Future studies will include physiological and biochemical assessments such as blood plasma biochemistry, antioxidant enzyme activity, and muscle composition to validate the metabolic responses associated with hempseed meal inclusion.

5. Conclusions

This study demonstrates that moderate inclusion of hempseed meal in carp diets enhances growth performance and feed conversion efficiency without adverse effects on fish health. The results confirm hempseed meal as a viable, plant-based alternative to conventional protein sources, contributing to more sustainable and resource-efficient aquaculture practices. By valorizing hempseed meal, an agro-industrial by-product, as an aquafeed ingredient, this approach reduces waste generation and dependence on conventional protein sources, thereby strengthening circular bioeconomy practices in aquaculture.
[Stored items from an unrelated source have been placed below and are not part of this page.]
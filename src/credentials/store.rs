//! Token, user and profile lookups outside the login transaction.

use anyhow::{Context, Result};
use serde::{Deserialize, Serialize};
use sqlx::{PgPool, Row};
use tracing::Instrument;
use utoipa::ToSchema;
use uuid::Uuid;

/// Live token owner, as seen by downstream verification and userinfo.
#[derive(Clone, Debug, PartialEq, Eq)]
pub struct TokenOwner {
    pub user_id: Uuid,
    pub email: String,
    pub groups: Vec<String>,
}

#[derive(Clone, Debug, PartialEq, Eq)]
pub struct UserInfo {
    pub user_id: Uuid,
    pub email: String,
    pub firstname: String,
    pub lastname: String,
}

impl UserInfo {
    #[must_use]
    pub fn name(&self) -> String {
        format!("{} {}", self.firstname, self.lastname)
            .trim()
            .to_string()
    }
}

#[derive(Clone, Debug, PartialEq, Eq, Serialize, Deserialize, ToSchema)]
pub struct Profile {
    pub profile_id: String,
    pub name: String,
}

/// Resolve an unexpired token to its non-fraud owner.
///
/// # Errors
/// Returns an error if the query fails.
pub async fn token_owner(pool: &PgPool, token: Uuid) -> Result<Option<TokenOwner>> {
    let query = r"
        SELECT u.user_id, u.email, u.groups
        FROM tokens t
        JOIN users u ON u.user_id = t.user_id
        WHERE t.token_id = $1 AND t.expiration > NOW() AND NOT u.is_fraud
    ";
    let span = tracing::info_span!(
        "db.query",
        db.system = "postgresql",
        db.operation = "SELECT",
        db.statement = query
    );
    let row = sqlx::query(query)
        .bind(token)
        .fetch_optional(pool)
        .instrument(span)
        .await
        .context("failed to lookup token owner")?;

    Ok(row.map(|row| {
        let email: String = row.get("email");
        TokenOwner {
            user_id: row.get("user_id"),
            email: email.trim().to_string(),
            groups: row.get("groups"),
        }
    }))
}

/// # Errors
/// Returns an error if the query fails.
pub async fn user_info(pool: &PgPool, user_id: Uuid) -> Result<Option<UserInfo>> {
    let query = "SELECT user_id, email, firstname, lastname FROM users WHERE user_id = $1";
    let span = tracing::info_span!(
        "db.query",
        db.system = "postgresql",
        db.operation = "SELECT",
        db.statement = query
    );
    let row = sqlx::query(query)
        .bind(user_id)
        .fetch_optional(pool)
        .instrument(span)
        .await
        .context("failed to lookup user info")?;

    Ok(row.map(|row| {
        let email: String = row.get("email");
        let firstname: Option<String> = row.get("firstname");
        let lastname: Option<String> = row.get("lastname");
        UserInfo {
            user_id: row.get("user_id"),
            email: email.trim().to_string(),
            firstname: firstname.unwrap_or_default(),
            lastname: lastname.unwrap_or_default(),
        }
    }))
}

/// Delete the token identified by its logout token. Returns the number of
/// tokens removed.
///
/// # Errors
/// Returns an error if the delete fails.
pub async fn revoke_by_logout_token(pool: &PgPool, logout_token: Uuid) -> Result<u64> {
    let query = r"
        DELETE FROM tokens
        WHERE token_id IN (SELECT token_id FROM token_info WHERE logout_token = $1)
    ";
    revoke(pool, query, logout_token).await
}

/// Delete every token issued to a browser session.
///
/// # Errors
/// Returns an error if the delete fails.
pub async fn revoke_by_session(pool: &PgPool, session: Uuid) -> Result<u64> {
    let query = r"
        DELETE FROM tokens
        WHERE token_id IN (SELECT token_id FROM token_info WHERE session_token = $1)
    ";
    revoke(pool, query, session).await
}

async fn revoke(pool: &PgPool, query: &'static str, value: Uuid) -> Result<u64> {
    let span = tracing::info_span!(
        "db.query",
        db.system = "postgresql",
        db.operation = "DELETE",
        db.statement = query
    );
    let result = sqlx::query(query)
        .bind(value)
        .execute(pool)
        .instrument(span)
        .await
        .context("failed to revoke tokens")?;
    Ok(result.rows_affected())
}

/// # Errors
/// Returns an error if the query fails.
pub async fn profiles(pool: &PgPool, user_id: Uuid) -> Result<Vec<Profile>> {
    let query = "SELECT profile_id, name FROM profiles WHERE user_id = $1 ORDER BY name, profile_id";
    let span = tracing::info_span!(
        "db.query",
        db.system = "postgresql",
        db.operation = "SELECT",
        db.statement = query
    );
    let rows = sqlx::query(query)
        .bind(user_id)
        .fetch_all(pool)
        .instrument(span)
        .await
        .context("failed to list profiles")?;

    Ok(rows
        .into_iter()
        .map(|row| Profile {
            profile_id: row.get("profile_id"),
            name: row.get("name"),
        })
        .collect())
}

#[cfg(test)]
mod tests {
    use super::*;

    #[test]
    fn name_joins_and_trims() {
        let mut info = UserInfo {
            user_id: Uuid::nil(),
            email: "ada@example.com".to_string(),
            firstname: "Ada".to_string(),
            lastname: "Lovelace".to_string(),
        };
        assert_eq!(info.name(), "Ada Lovelace");
        info.lastname.clear();
        assert_eq!(info.name(), "Ada");
    }
}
Future studies will expand on these findings by integrating physiological and biochemical analyses to further elucidate the nutritional and metabolic effects of hempseed meal in freshwater aquaculture systems.

The most significant contribution of this study is the quantified demonstration of the hempseed meal potential as a circular bio-ingredient, fully supporting the principles of a sustainable fisheries model. The findings confirm the feasibility and significant ecological advantage of this valorization strategy, establishing a proof-of-concept for enhancing sustainability within the aquaculture sector.

Future research will focus on optimizing feed formulations to enhance nutritional and production outcomes, as the present study was primarily designed to validate the practical feasibility of incorporating hempseed meal into carp diets.